In our usual style, let us jump right in:

Rapid migration to a globally available cloud service

Customers want a cloud service that supports the demands of their workloads wherever their business operates. Since workloads may be constrained by various factors including memory and storage, picking the right infrastructure for optimal price to capacity and/or performance is crucial. They also want a cloud that is simple to operate with capabilities that abstract challenges in cloud migration. Furthermore, customers want choice in how they get started with and consume the cloud service. With new capabilities in VMware Cloud on AWS, we are addressing these requirements and more, enabling customers to migrate individual applications or entire data centers to the cloud with minimal business disruption.

New Regional Expansion

With our services now available in Amazon Web Services (AWS) Asia Pacific (Sydney) region, customers can now deploy VMware Cloud on AWS environments in US, Europe and Asia-Pacific. This serves the infrastructure needs of our regional and multi-national customers – be it cloud migration, data center extension or DR to a region where their business operates in. In addition, Pat Gelsinger and Andy Jassy also announced the global roll-out plan for VMware Cloud on AWS.

 

New high-storage capacity option with VMware vSAN utilizing Amazon Elastic Block Store (Amazon EBS)

Customers will be able to independently scale compute and storage resource requirements, and reduce costs for storage-capacity demanding workloads with new clusters for storage-dense environments. These clusters deliver cost-effective, scalable enterprise-class storage capabilities with VMware vSAN utilizing Amazon Elastic Block Store and run on new Amazon EC2 R5.metal instances.

  • Amazon EC2 R5.metal: R5.metal instances are based on 2.5 GHz Intel Platinum 8000 series (Skylake-SP) processors. Each host has 2 sockets, 48 cores, 96 hyper-threads, 768 GiB RAM, and 25 Gbps network bandwidth.
  • Initial VMware Cloud on AWS SDDC cluster will be deployed on I3.metal instance type. With subsequent clusters, customers have the option to choose I3.metal or R5.metal as the instance type. If they choose R5.metal, vSAN will use EBS storage by default.
  • In this topology, when a cluster based on R5.metal is provisioned, a customer chooses the storage capacity they need per host and this configuration is used for all hosts within the cluster – storage per host can range from 15 to 35 TB in increments of 5 TB. Note that in this release, the cluster has to be added to an existing SDDC and cannot be the first cluster that is provisioned in the customer environment. This can also be used in conjunction with VMware Site Recovery for right-sizing the amount of storage capacity needed for DR scenarios.

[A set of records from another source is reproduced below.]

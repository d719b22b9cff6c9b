use serde::{Deserialize, Serialize};
use uuid::Uuid;

use super::Extra;

#[derive(Debug, Clone, PartialEq, Serialize, Deserialize)]
#[serde(rename_all = "PascalCase")]
pub struct Folder {
    pub id: i64,
    pub key: Option<Uuid>,
    pub display_name: String,
    pub fully_qualified_name: Option<String>,
    pub description: Option<String>,
    pub provision_type: Option<String>,
    pub permission_model: Option<String>,
    pub parent_id: Option<i64>,
    pub feed_type: Option<String>,
    #[serde(flatten)]
    pub extra: Extra,
}

#[derive(Debug, Clone, PartialEq, Serialize)]
#[serde(rename_all = "PascalCase")]
pub struct NewFolder {
    pub display_name: String,
    #[serde(skip_serializing_if = "Option::is_none")]
    pub description: Option<String>,
    #[serde(skip_serializing_if = "Option::is_none")]
    pub parent_id: Option<i64>,
    pub provision_type: String,
    pub permission_model: String,
}

impl NewFolder {
    /// A modern (fine-grained) folder.
    pub fn new(display_name: impl Into<String>) -> Self {
        Self {
            display_name: display_name.into(),
            description: None,
            parent_id: None,
            provision_type: "Automatic".into(),
            permission_model: "FineGrained".into(),
        }
    }

    pub fn parent(mut self, parent_id: i64) -> Self {
        self.parent_id = Some(parent_id);
        self
    }

    pub fn description(mut self, description: impl Into<String>) -> Self {
        self.description = Some(description.into());
        self
    }
}
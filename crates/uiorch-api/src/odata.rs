//! OData query options and response envelopes.
//!
//! Orchestrator's `/odata/` endpoints accept the standard system query
//! options and wrap collections as `{"@odata.count": n, "value": [...]}`.

use std::fmt::Display;

use serde::{Deserialize, Serialize};

/// Collection envelope returned by every OData list endpoint.
#[derive(Debug, Clone, PartialEq, Serialize, Deserialize)]
pub struct ODataList<T> {
    /// Total matching entities; present only when `$count=true` was sent.
    #[serde(rename = "@odata.count", default, skip_serializing_if = "Option::is_none")]
    pub count: Option<i64>,
    #[serde(default = "Vec::new")]
    pub value: Vec<T>,
}

impl<T> ODataList<T> {
    pub fn into_vec(self) -> Vec<T> {
        self.value
    }
}

/// Builder for `$filter` expressions.
///
/// Clauses are joined with ` and `. String values are quoted with OData's
/// doubled-apostrophe escaping.
#[derive(Debug, Clone, Default, PartialEq, Eq)]
pub struct Filter {
    clauses: Vec<String>,
}

impl Filter {
    pub fn new() -> Self {
        Self::default()
    }

    /// `Field eq 'value'`
    pub fn eq_str(mut self, field: &str, value: &str) -> Self {
        self.clauses.push(format!("{field} eq {}", quote(value)));
        self
    }

    /// `Field eq value` for numbers, booleans, and enum literals.
    pub fn eq(mut self, field: &str, value: impl Display) -> Self {
        self.clauses.push(format!("{field} eq {value}"));
        self
    }

    /// `Field gt value`; dates are passed through as given.
    pub fn gt(mut self, field: &str, value: impl Display) -> Self {
        self.clauses.push(format!("{field} gt {value}"));
        self
    }

    /// `Field lt value`
    pub fn lt(mut self, field: &str, value: impl Display) -> Self {
        self.clauses.push(format!("{field} lt {value}"));
        self
    }

    /// `contains(Field,'value')`
    pub fn contains(mut self, field: &str, value: &str) -> Self {
        self.clauses
            .push(format!("contains({field},{})", quote(value)));
        self
    }

    /// Append a pre-built clause verbatim.
    pub fn raw(mut self, clause: impl Into<String>) -> Self {
        self.clauses.push(clause.into());
        self
    }

    /// Add `Field eq 'value'` only when `value` is present.
    pub fn eq_str_opt(self, field: &str, value: Option<&str>) -> Self {
        match value {
            Some(v) => self.eq_str(field, v),
            None => self,
        }
    }

    pub fn is_empty(&self) -> bool {
        self.clauses.is_empty()
    }

    /// The joined expression, or `None` when no clause was added.
    pub fn build(&self) -> Option<String> {
        if self.clauses.is_empty() {
            None
        } else {
            Some(self.clauses.join(" and "))
        }
    }
}

/// OData system query options.
#[derive(Debug, Clone, Default, PartialEq, Eq)]
pub struct ODataQuery {
    pub filter: Option<String>,
    pub select: Option<String>,
    pub expand: Option<String>,
    pub order_by: Option<String>,
    pub top: Option<u32>,
    pub skip: Option<u32>,
    pub count: bool,
}

impl ODataQuery {
    pub fn new() -> Self {
        Self::default()
    }

    pub fn filter(mut self, filter: impl Into<String>) -> Self {
        self.filter = Some(filter.into());
        self
    }

    /// Use a [`Filter`] builder; an empty builder leaves `$filter` unset.
    pub fn with_filter(mut self, filter: &Filter) -> Self {
        self.filter = filter.build();
        self
    }

    pub fn select(mut self, fields: impl Into<String>) -> Self {
        self.select = Some(fields.into());
        self
    }

    pub fn expand(mut self, navigation: impl Into<String>) -> Self {
        self.expand = Some(navigation.into());
        self
    }

    pub fn order_by(mut self, order: impl Into<String>) -> Self {
        self.order_by = Some(order.into());
        self
    }

    pub fn top(mut self, top: u32) -> Self {
        self.top = Some(top);
        self
    }

    pub fn skip(mut self, skip: u32) -> Self {
        self.skip = Some(skip);
        self
    }

    pub fn count(mut self, count: bool) -> Self {
        self.count = count;
        self
    }

    /// Render as query-string pairs (`$filter`, `$top`, …).
    pub fn to_params(&self) -> Vec<(&'static str, String)> {
        let mut params = Vec::new();
        if let Some(ref f) = self.filter {
            params.push(("$filter", f.clone()));
        }
        if let Some(ref s) = self.select {
            params.push(("$select", s.clone()));
        }
        if let Some(ref e) = self.expand {
            params.push(("$expand", e.clone()));
        }
        if let Some(ref o) = self.order_by {
            params.push(("$orderby", o.clone()));
        }
        if let Some(top) = self.top {
            params.push(("$top", top.to_string()));
        }
        if let Some(skip) = self.skip {
            params.push(("$skip", skip.to_string()));
        }
        if self.count {
            params.push(("$count", "true".to_owned()));
        }
        params
    }
}

impl From<Filter> for ODataQuery {
    fn from(filter: Filter) -> Self {
        Self::new().with_filter(&filter)
    }
}

/// Quote a string as an OData literal: `O'Brien` → `'O''Brien'`.
pub fn quote(value: &str) -> String {
    format!("'{}'", value.replace('\'', "''"))
}

/// Quote a string for use inside a key or function-call path segment.
///
/// Besides OData quoting, characters that would end the path segment
/// (`/`, `?`, `#`) and `%` itself are percent-encoded.
pub fn literal(value: &str) -> String {
    let mut out = String::with_capacity(value.len() + 2);
    for ch in quote(value).chars() {
        match ch {
            '%' => out.push_str("%25"),
            '/' => out.push_str("%2F"),
            '?' => out.push_str("%3F"),
            '#' => out.push_str("%23"),
            other => out.push(other),
        }
    }
    out
}
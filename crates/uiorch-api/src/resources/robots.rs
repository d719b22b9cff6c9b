// Robot and session endpoints

use serde::Serialize;
use tracing::debug;

use super::require;
use crate::client::OrchestratorClient;
use crate::error::Error;
use crate::models::{Robot, Session};
use crate::odata::{self, ODataList, ODataQuery};

const ROBOTS: &str = "odata/Robots";
const SESSIONS: &str = "odata/Sessions";

#[derive(Debug, Clone, Copy)]
pub struct Robots<'a> {
    client: &'a OrchestratorClient,
}

impl OrchestratorClient {
    pub fn robots(&self) -> Robots<'_> {
        Robots { client: self }
    }
}

impl Robots<'_> {
    /// `GET odata/Robots`
    pub async fn list(&self, query: &ODataQuery) -> Result<ODataList<Robot>, Error> {
        debug!("listing robots");
        self.client.get_list(ROBOTS, query).await
    }

    /// `GET odata/Robots({id})`
    pub async fn get(&self, id: i64) -> Result<Robot, Error> {
        self.client.get(&format!("{ROBOTS}({id})")).await
    }

    /// `POST odata/Robots`
    pub async fn create<B: Serialize + ?Sized>(&self, body: &B) -> Result<Robot, Error> {
        debug!("creating robot");
        self.client.post(ROBOTS, body).await
    }

    /// `PUT odata/Robots({id})`
    pub async fn update<B: Serialize + ?Sized>(&self, id: i64, body: &B) -> Result<(), Error> {
        debug!(id, "updating robot");
        self.client.put_no_response(&format!("{ROBOTS}({id})"), body).await
    }

    /// `DELETE odata/Robots({id})`
    pub async fn delete(&self, id: i64) -> Result<(), Error> {
        debug!(id, "deleting robot");
        self.client.delete(&format!("{ROBOTS}({id})")).await
    }

    /// Robot sessions: which robots are connected and what they are doing.
    ///
    /// `GET odata/Sessions`
    pub async fn sessions(&self, query: &ODataQuery) -> Result<ODataList<Session>, Error> {
        debug!("listing sessions");
        self.client.get_list(SESSIONS, query).await
    }

    /// Robots that can run the given process.
    ///
    /// `GET odata/Robots/UiPath.Server.Configuration.OData.GetRobotsForProcess(processId='…')`
    pub async fn for_process(&self, process_id: &str) -> Result<ODataList<Robot>, Error> {
        require("process_id", process_id)?;
        let path = format!(
            "{ROBOTS}/UiPath.Server.Configuration.OData.GetRobotsForProcess(processId={})",
            odata::literal(process_id)
        );
        self.client.get(&path).await
    }
}
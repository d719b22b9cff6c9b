use serde::{Deserialize, Serialize};

use super::Extra;

#[derive(Debug, Clone, PartialEq, Serialize, Deserialize)]
#[serde(rename_all = "PascalCase")]
pub struct Robot {
    pub id: i64,
    pub name: Option<String>,
    pub machine_name: Option<String>,
    pub machine_id: Option<i64>,
    pub username: Option<String>,
    pub description: Option<String>,
    pub version: Option<String>,
    #[serde(rename = "Type")]
    pub robot_type: Option<String>,
    pub hosting_type: Option<String>,
    pub provision_type: Option<String>,
    pub enabled: Option<bool>,
    pub robot_environments: Option<String>,
    #[serde(flatten)]
    pub extra: Extra,
}

/// Live connection state of a robot on a machine.
#[derive(Debug, Clone, PartialEq, Serialize, Deserialize)]
#[serde(rename_all = "PascalCase")]
pub struct Session {
    pub session_id: Option<i64>,
    pub state: Option<String>,
    pub machine_name: Option<String>,
    pub host_machine_name: Option<String>,
    pub reporting_time: Option<String>,
    pub is_unresponsive: Option<bool>,
    pub robot: Option<Robot>,
    #[serde(flatten)]
    pub extra: Extra,
}
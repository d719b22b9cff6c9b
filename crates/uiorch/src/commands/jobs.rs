//! Job command handlers.

use std::str::FromStr;

use tabled::Tabled;
use uuid::Uuid;

use uiorch_api::models::{Job, JobState, StartInfo, StopStrategy};
use uiorch_api::{Filter, OrchestratorClient};

use crate::cli::{GlobalOpts, JobsArgs, JobsCommand};
use crate::error::CliError;
use crate::output;

use super::util;

const JOBS: &str = "odata/Jobs";

// ── Table row ───────────────────────────────────────────────────────

#[derive(Tabled)]
struct JobRow {
    #[tabled(rename = "ID")]
    id: i64,
    #[tabled(rename = "Process")]
    process: String,
    #[tabled(rename = "State")]
    state: String,
    #[tabled(rename = "Robot")]
    robot: String,
    #[tabled(rename = "Host")]
    host: String,
    #[tabled(rename = "Started")]
    started: String,
    #[tabled(rename = "Ended")]
    ended: String,
}

impl JobRow {
    fn new(job: &Job, color: bool) -> Self {
        Self {
            id: job.id,
            process: util::or_dash(job.release_name.as_deref()),
            state: output::job_state(job.state, color),
            robot: util::or_dash(job.robot.as_ref().and_then(|r| r.name.as_deref())),
            host: util::or_dash(job.host_machine_name.as_deref()),
            started: util::short_time(job.start_time),
            ended: util::short_time(job.end_time),
        }
    }
}

fn detail(job: &Job, color: bool) -> String {
    output::detail_lines(&[
        ("ID", job.id.to_string()),
        ("Key", job.key.map(|k| k.to_string()).unwrap_or_default()),
        ("Process", job.release_name.clone().unwrap_or_default()),
        ("State", output::job_state(job.state, color)),
        (
            "Robot",
            job.robot
                .as_ref()
                .and_then(|r| r.name.clone())
                .unwrap_or_default(),
        ),
        ("Host", job.host_machine_name.clone().unwrap_or_default()),
        ("Source", job.source.clone().unwrap_or_default()),
        ("Reference", job.reference.clone().unwrap_or_default()),
        ("Created", util::short_time(job.creation_time)),
        ("Started", util::short_time(job.start_time)),
        ("Ended", util::short_time(job.end_time)),
        ("Info", job.info.clone().unwrap_or_default()),
        ("Input", job.input_arguments.clone().unwrap_or_default()),
        ("Output", job.output_arguments.clone().unwrap_or_default()),
    ])
}

// ── Helpers ─────────────────────────────────────────────────────────

fn parse_state(raw: &str) -> Result<JobState, CliError> {
    JobState::from_str(raw).map_err(|_| CliError::Validation {
        field: "state".into(),
        reason: format!(
            "unknown job state '{raw}' (expected Pending, Running, Stopping, Terminating, \
             Faulted, Successful, Stopped, Suspended, or Resumed)"
        ),
    })
}

/// Accept a release key as-is, otherwise look the release up by name.
async fn resolve_release_key(client: &OrchestratorClient, release: &str) -> Result<Uuid, CliError> {
    if let Ok(key) = Uuid::parse_str(release) {
        return Ok(key);
    }
    let found = client
        .releases()
        .find_by_name(release)
        .await?
        .ok_or_else(|| CliError::not_found("release", release, "releases list"))?;
    found.key.ok_or_else(|| CliError::Validation {
        field: "release".into(),
        reason: format!("release '{release}' has no key"),
    })
}

// ── Handler ─────────────────────────────────────────────────────────

pub async fn handle(
    client: &OrchestratorClient,
    args: JobsArgs,
    global: &GlobalOpts,
) -> Result<(), CliError> {
    let color = output::should_color(&global.color);

    match args.command {
        JobsCommand::List {
            list,
            state,
            release,
        } => {
            let mut filter = Filter::new();
            if let Some(ref state) = state {
                filter = filter.eq_str("State", &parse_state(state)?.to_string());
            }
            let filter = filter.eq_str_opt("ReleaseName", release.as_deref());
            let query = util::list_query(&list, filter, Some("CreationTime desc")).expand("Robot");

            let jobs: Vec<Job> = if list.all {
                util::fetch_all(client, JOBS, &query).await?
            } else {
                client.jobs().list(&query).await?.value
            };

            let out = output::render_list(
                &global.output,
                &jobs,
                |j| JobRow::new(j, color),
                |j| j.id.to_string(),
            )?;
            output::print_output(&out, global.quiet);
            Ok(())
        }

        JobsCommand::Get { id } => {
            let job = client.jobs().get(id).await.map_err(|e| {
                if e.is_not_found() {
                    CliError::not_found("job", id.to_string(), "jobs list")
                } else {
                    e.into()
                }
            })?;
            let out = output::render_single(
                &global.output,
                &job,
                |j| detail(j, color),
                |j| j.id.to_string(),
            )?;
            output::print_output(&out, global.quiet);
            Ok(())
        }

        JobsCommand::Start {
            release,
            robots,
            count,
            input,
            input_file,
            reference,
        } => {
            let release_key = resolve_release_key(client, &release).await?;

            let mut start = if robots.is_empty() {
                StartInfo::new(release_key).jobs_count(count)
            } else {
                StartInfo::new(release_key).on_robots(robots)
            };

            let args = match (input, input_file) {
                (Some(raw), _) => Some(serde_json::Value::Object(util::parse_json_object(
                    "input", &raw,
                )?)),
                (None, Some(path)) => Some(util::read_json_file(&path)?),
                (None, None) => None,
            };
            if let Some(ref args) = args {
                if !args.is_object() {
                    return Err(CliError::Validation {
                        field: "input".into(),
                        reason: "input arguments must be a JSON object".into(),
                    });
                }
                start = start.input_arguments(args);
            }
            if let Some(reference) = reference {
                start = start.reference(reference);
            }

            let jobs = client.jobs().start(&start).await?;
            tracing::info!(release = %release, started = jobs.len(), "jobs started");

            let out = output::render_list(
                &global.output,
                &jobs,
                |j| JobRow::new(j, color),
                |j| j.id.to_string(),
            )?;
            output::print_output(&out, global.quiet);
            Ok(())
        }

        JobsCommand::Stop { ids, kill } => {
            let strategy = if kill {
                StopStrategy::Kill
            } else {
                StopStrategy::SoftStop
            };
            let verb = if kill { "Kill" } else { "Stop" };
            let prompt = match ids.as_slice() {
                [id] => format!("{verb} job {id}?"),
                _ => format!("{verb} {} jobs?", ids.len()),
            };
            if !util::confirm(&prompt, global.yes)? {
                return Ok(());
            }

            match ids.as_slice() {
                [id] => client.jobs().stop(*id, strategy).await?,
                _ => client.jobs().stop_many(&ids, strategy).await?,
            }
            if !global.quiet {
                eprintln!("Stop requested ({strategy}) for {} job(s)", ids.len());
            }
            Ok(())
        }
    }
}

#[cfg(test)]
mod tests {
    use super::*;

    #[test]
    fn state_names_are_checked() {
        assert_eq!(parse_state("Faulted").ok(), Some(JobState::Faulted));
        assert!(matches!(
            parse_state("Exploded"),
            Err(CliError::Validation { ref field, .. }) if field == "state"
        ));
    }
}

50% lower entry-level price with new three host SDDC minimum configuration

VMware Cloud on AWS now offers a 3-host minimum SDDC configuration as a starting point for production workloads to compliment the original 4-host SDDC configuration, enabling customers more flexibility in selecting the right environment size to migrate and run their workloads in. VMware is currently offering the 3-Host SDDC environment for the cost of a two-host configuration. In addition, for a limited time period, customer could take advantage of a new promotion that offers three hosts at the price of two. For the start, duration and terms and conditions of the promotion – please refer to our website for more details.

Accelerated, predictable live migration of 1000’s of VMs

VMware Cloud on AWS is constantly improving the cloud migration experience on behalf of our customers. Back in April of 2018, we made VMware Hybrid Cloud Extension (HCX), our large-scale migration technology, part of VMware Cloud on AWS core service at no additional cost. In this release, we are introducing new capabilities that will further abstract the challenges customers face when migrating their environments to the cloud.

VMware Cloud Motion with vSphere Replication, a new feature of HCX enables predictable, live migration of thousands of virtual machines with zero downtime. Customers can now perform large-scale, SD-WAN optimized, replication-accelerated live migrations between on-premises running different vSphere versions and VMware Cloud on AWS, something that was previously not possible.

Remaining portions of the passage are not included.